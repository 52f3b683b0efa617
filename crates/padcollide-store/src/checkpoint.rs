//! CBOR checkpoints of an in-progress search.
//!
//! A checkpoint holds both caches and the next attempt index, tagged with a
//! [`SearchFingerprint`] so it can only be resumed against the same inputs.

use std::fs;
use std::io::{BufReader, BufWriter, Write};
use std::path::Path;

use serde::{Deserialize, Serialize};

use padcollide_core::{
    AttemptIndex, DigestAlgorithm, Document, MatchKey, PaddingScheme, RenderedVariant,
};

use crate::error::{Result, StoreError};
use crate::memory::MemoryCache;
use crate::traits::VariantCache;

/// Current checkpoint format version.
pub const CHECKPOINT_VERSION: u32 = 1;

/// Everything that determines the sequence of keys a search produces.
#[derive(Debug, Clone, PartialEq, Eq, Serialize, Deserialize)]
pub struct SearchFingerprint {
    pub real: [u8; 32],
    pub fake: [u8; 32],
    pub algorithm: DigestAlgorithm,
    pub scheme: PaddingScheme,
    pub num_chars: usize,
}

impl SearchFingerprint {
    pub fn new(
        real: &Document,
        fake: &Document,
        algorithm: DigestAlgorithm,
        scheme: PaddingScheme,
        num_chars: usize,
    ) -> Self {
        Self {
            real: real.fingerprint(),
            fake: fake.fingerprint(),
            algorithm,
            scheme,
            num_chars,
        }
    }

    /// Fail unless `other` describes the same search.
    pub fn ensure_matches(&self, other: &SearchFingerprint) -> Result<()> {
        let mismatch = if self.real != other.real {
            Some("real document differs")
        } else if self.fake != other.fake {
            Some("fake document differs")
        } else if self.algorithm != other.algorithm {
            Some("digest algorithm differs")
        } else if self.scheme != other.scheme {
            Some("padding scheme differs")
        } else if self.num_chars != other.num_chars {
            Some("num_chars differs")
        } else {
            None
        };

        match mismatch {
            Some(reason) => Err(StoreError::FingerprintMismatch(reason.to_string())),
            None => Ok(()),
        }
    }
}

/// Snapshot of a search: position plus both caches.
#[derive(Debug, Clone, Serialize, Deserialize)]
pub struct Checkpoint {
    pub version: u32,
    pub fingerprint: SearchFingerprint,
    /// The first attempt index not yet rendered.
    pub next_attempt: AttemptIndex,
    pub real: Vec<(MatchKey, RenderedVariant)>,
    pub fake: Vec<(MatchKey, RenderedVariant)>,
}

impl Checkpoint {
    /// Capture the state of two caches.
    pub fn capture<R, F>(
        fingerprint: SearchFingerprint,
        next_attempt: AttemptIndex,
        real: &R,
        fake: &F,
    ) -> Result<Self>
    where
        R: VariantCache + ?Sized,
        F: VariantCache + ?Sized,
    {
        Ok(Self {
            version: CHECKPOINT_VERSION,
            fingerprint,
            next_attempt,
            real: real.entries()?,
            fake: fake.entries()?,
        })
    }

    /// Write to `path`, replacing any previous checkpoint atomically.
    pub fn save(&self, path: impl AsRef<Path>) -> Result<()> {
        let path = path.as_ref();
        let tmp = path.with_extension("tmp");
        {
            let mut writer = BufWriter::new(fs::File::create(&tmp)?);
            ciborium::into_writer(self, &mut writer)
                .map_err(|e| StoreError::Serialization(e.to_string()))?;
            writer.flush()?;
        }
        fs::rename(&tmp, path)?;
        tracing::debug!(
            path = %path.display(),
            next_attempt = self.next_attempt,
            real_entries = self.real.len(),
            fake_entries = self.fake.len(),
            "checkpoint saved"
        );
        Ok(())
    }

    /// Read a checkpoint from `path`.
    pub fn load(path: impl AsRef<Path>) -> Result<Self> {
        let reader = BufReader::new(fs::File::open(path.as_ref())?);
        let checkpoint: Checkpoint = ciborium::from_reader(reader)
            .map_err(|e| StoreError::Serialization(e.to_string()))?;
        if checkpoint.version != CHECKPOINT_VERSION {
            return Err(StoreError::UnsupportedVersion(checkpoint.version));
        }
        Ok(checkpoint)
    }

    /// Split into the position and two rebuilt memory caches.
    pub fn into_caches(self) -> (AttemptIndex, MemoryCache, MemoryCache) {
        (
            self.next_attempt,
            MemoryCache::from_entries(self.real),
            MemoryCache::from_entries(self.fake),
        )
    }
}
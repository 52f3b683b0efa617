//! Database schema migrations for SQLite.
//!
//! Each migration is a SQL batch that transforms the schema from version N
//! to N+1.

use rusqlite::Connection;

use crate::error::{Result, StoreError};

/// Current schema version.
pub const CURRENT_VERSION: u32 = 1;

/// Initialize or migrate the database schema.
///
/// This function is idempotent - it can be called multiple times safely.
pub fn migrate(conn: &mut Connection) -> Result<()> {
    conn.execute(
        "CREATE TABLE IF NOT EXISTS schema_migrations (
            version INTEGER PRIMARY KEY,
            applied_at INTEGER NOT NULL
        )",
        [],
    )?;

    let current: u32 = conn.query_row(
        "SELECT COALESCE(MAX(version), 0) FROM schema_migrations",
        [],
        |row| row.get(0),
    )?;

    if current > CURRENT_VERSION {
        return Err(StoreError::Migration(format!(
            "database schema version {} is newer than supported version {}",
            current, CURRENT_VERSION
        )));
    }

    if current < CURRENT_VERSION {
        let tx = conn.transaction()?;

        for version in (current + 1)..=CURRENT_VERSION {
            apply_migration(&tx, version)?;

            tx.execute(
                "INSERT INTO schema_migrations (version, applied_at) VALUES (?1, ?2)",
                rusqlite::params![version, now_millis()],
            )?;
        }

        tx.commit()?;
    }

    Ok(())
}

fn apply_migration(conn: &Connection, version: u32) -> Result<()> {
    match version {
        1 => apply_v1(conn),
        _ => Err(StoreError::Migration(format!(
            "unknown migration version: {}",
            version
        ))),
    }
}

/// Migration v1: variant caches and search position.
fn apply_v1(conn: &Connection) -> Result<()> {
    conn.execute_batch(
        r#"
        -- One row per (side, key); inserts overwrite
        CREATE TABLE variants (
            side TEXT NOT NULL,               -- 'real' or 'fake'
            match_key TEXT NOT NULL,          -- trailing hex of the digest
            variant TEXT NOT NULL,            -- rendered text, newline-terminated lines
            PRIMARY KEY (side, match_key)
        ) WITHOUT ROWID;

        -- Single-row table describing the search the caches belong to
        CREATE TABLE search_meta (
            id INTEGER PRIMARY KEY CHECK (id = 1),
            real_fingerprint BLOB NOT NULL,   -- 32 bytes
            fake_fingerprint BLOB NOT NULL,   -- 32 bytes
            algorithm TEXT NOT NULL,
            scheme TEXT NOT NULL,
            num_chars INTEGER NOT NULL,
            next_attempt INTEGER NOT NULL,
            updated_at INTEGER NOT NULL
        );
        "#,
    )?;

    Ok(())
}

fn now_millis() -> i64 {
    use std::time::{SystemTime, UNIX_EPOCH};
    SystemTime::now()
        .duration_since(UNIX_EPOCH)
        .map(|d| d.as_millis() as i64)
        .unwrap_or(0)
}
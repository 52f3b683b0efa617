//! Document: the original lines of one side of the search.

use serde::{Deserialize, Serialize};

use crate::error::{CoreError, Result};
use crate::types::{RenderedVariant, Side};

/// An immutable, ordered sequence of original lines.
///
/// Lines are stored without their line terminators.
#[derive(Debug, Clone, PartialEq, Eq, Serialize, Deserialize)]
pub struct Document {
    lines: Vec<String>,
}

impl Document {
    /// Create a document from already-split lines.
    pub fn from_lines<I, S>(lines: I) -> Self
    where
        I: IntoIterator<Item = S>,
        S: Into<String>,
    {
        Self {
            lines: lines.into_iter().map(Into::into).collect(),
        }
    }

    /// Split text into lines, stripping `\n` and `\r\n` terminators.
    ///
    /// A trailing terminator does not produce an extra empty line.
    pub fn parse(text: &str) -> Self {
        Self::from_lines(text.lines())
    }

    pub fn lines(&self) -> &[String] {
        &self.lines
    }

    pub fn line_count(&self) -> usize {
        self.lines.len()
    }

    pub fn is_empty(&self) -> bool {
        self.lines.is_empty()
    }

    /// Number of distinct one-bit-per-line padding patterns, `2^line_count`.
    ///
    /// Returns `None` when the count does not fit in an attempt index
    /// (64 lines or more). An empty document has exactly one pattern.
    pub fn combination_count(&self) -> Option<u64> {
        u32::try_from(self.lines.len())
            .ok()
            .and_then(|n| 1u64.checked_shl(n))
    }

    /// Reject documents that cannot produce distinct variants.
    pub fn ensure_renderable(&self, side: Side) -> Result<()> {
        if self.lines.is_empty() {
            return Err(CoreError::EmptyDocument(side));
        }
        Ok(())
    }

    /// The unpadded rendering: every line followed by `\n`.
    pub fn original(&self) -> RenderedVariant {
        let mut out = String::with_capacity(self.byte_len());
        for line in &self.lines {
            out.push_str(line);
            out.push('\n');
        }
        RenderedVariant::new(out)
    }

    /// Total bytes of the unpadded rendering.
    pub(crate) fn byte_len(&self) -> usize {
        self.lines.iter().map(|l| l.len() + 1).sum()
    }

    /// Content fingerprint, used to tie persisted search state to its inputs.
    pub fn fingerprint(&self) -> [u8; 32] {
        let mut hasher = blake3::Hasher::new();
        hasher.update(b"padcollide-document-v0:");
        hasher.update(&(self.lines.len() as u64).to_le_bytes());
        for line in &self.lines {
            hasher.update(&(line.len() as u64).to_le_bytes());
            hasher.update(line.as_bytes());
        }
        *hasher.finalize().as_bytes()
    }
}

*TASK TO COMPLETE:* Give again, unchanged, the lines running from the top of the material above through the line that has "checkpoint format version.", and nothing more.

*WRITTEN RESPONSE:*
repository 52f3b683b0efa617
filename crates/padcollide-store/src/checkpoint.rs
//! CBOR checkpoints of an in-progress search.
//!
//! A checkpoint holds both caches and the next attempt index, tagged with a
//! [`SearchFingerprint`] so it can only be resumed against the same inputs.

use std::fs;
use std::io::{BufReader, BufWriter, Write};
use std::path::Path;

use serde::{Deserialize, Serialize};

use padcollide_core::{
    AttemptIndex, DigestAlgorithm, Document, MatchKey, PaddingScheme, RenderedVariant,
};

use crate::error::{Result, StoreError};
use crate::memory::MemoryCache;
use crate::traits::VariantCache;

/// Current checkpoint format version.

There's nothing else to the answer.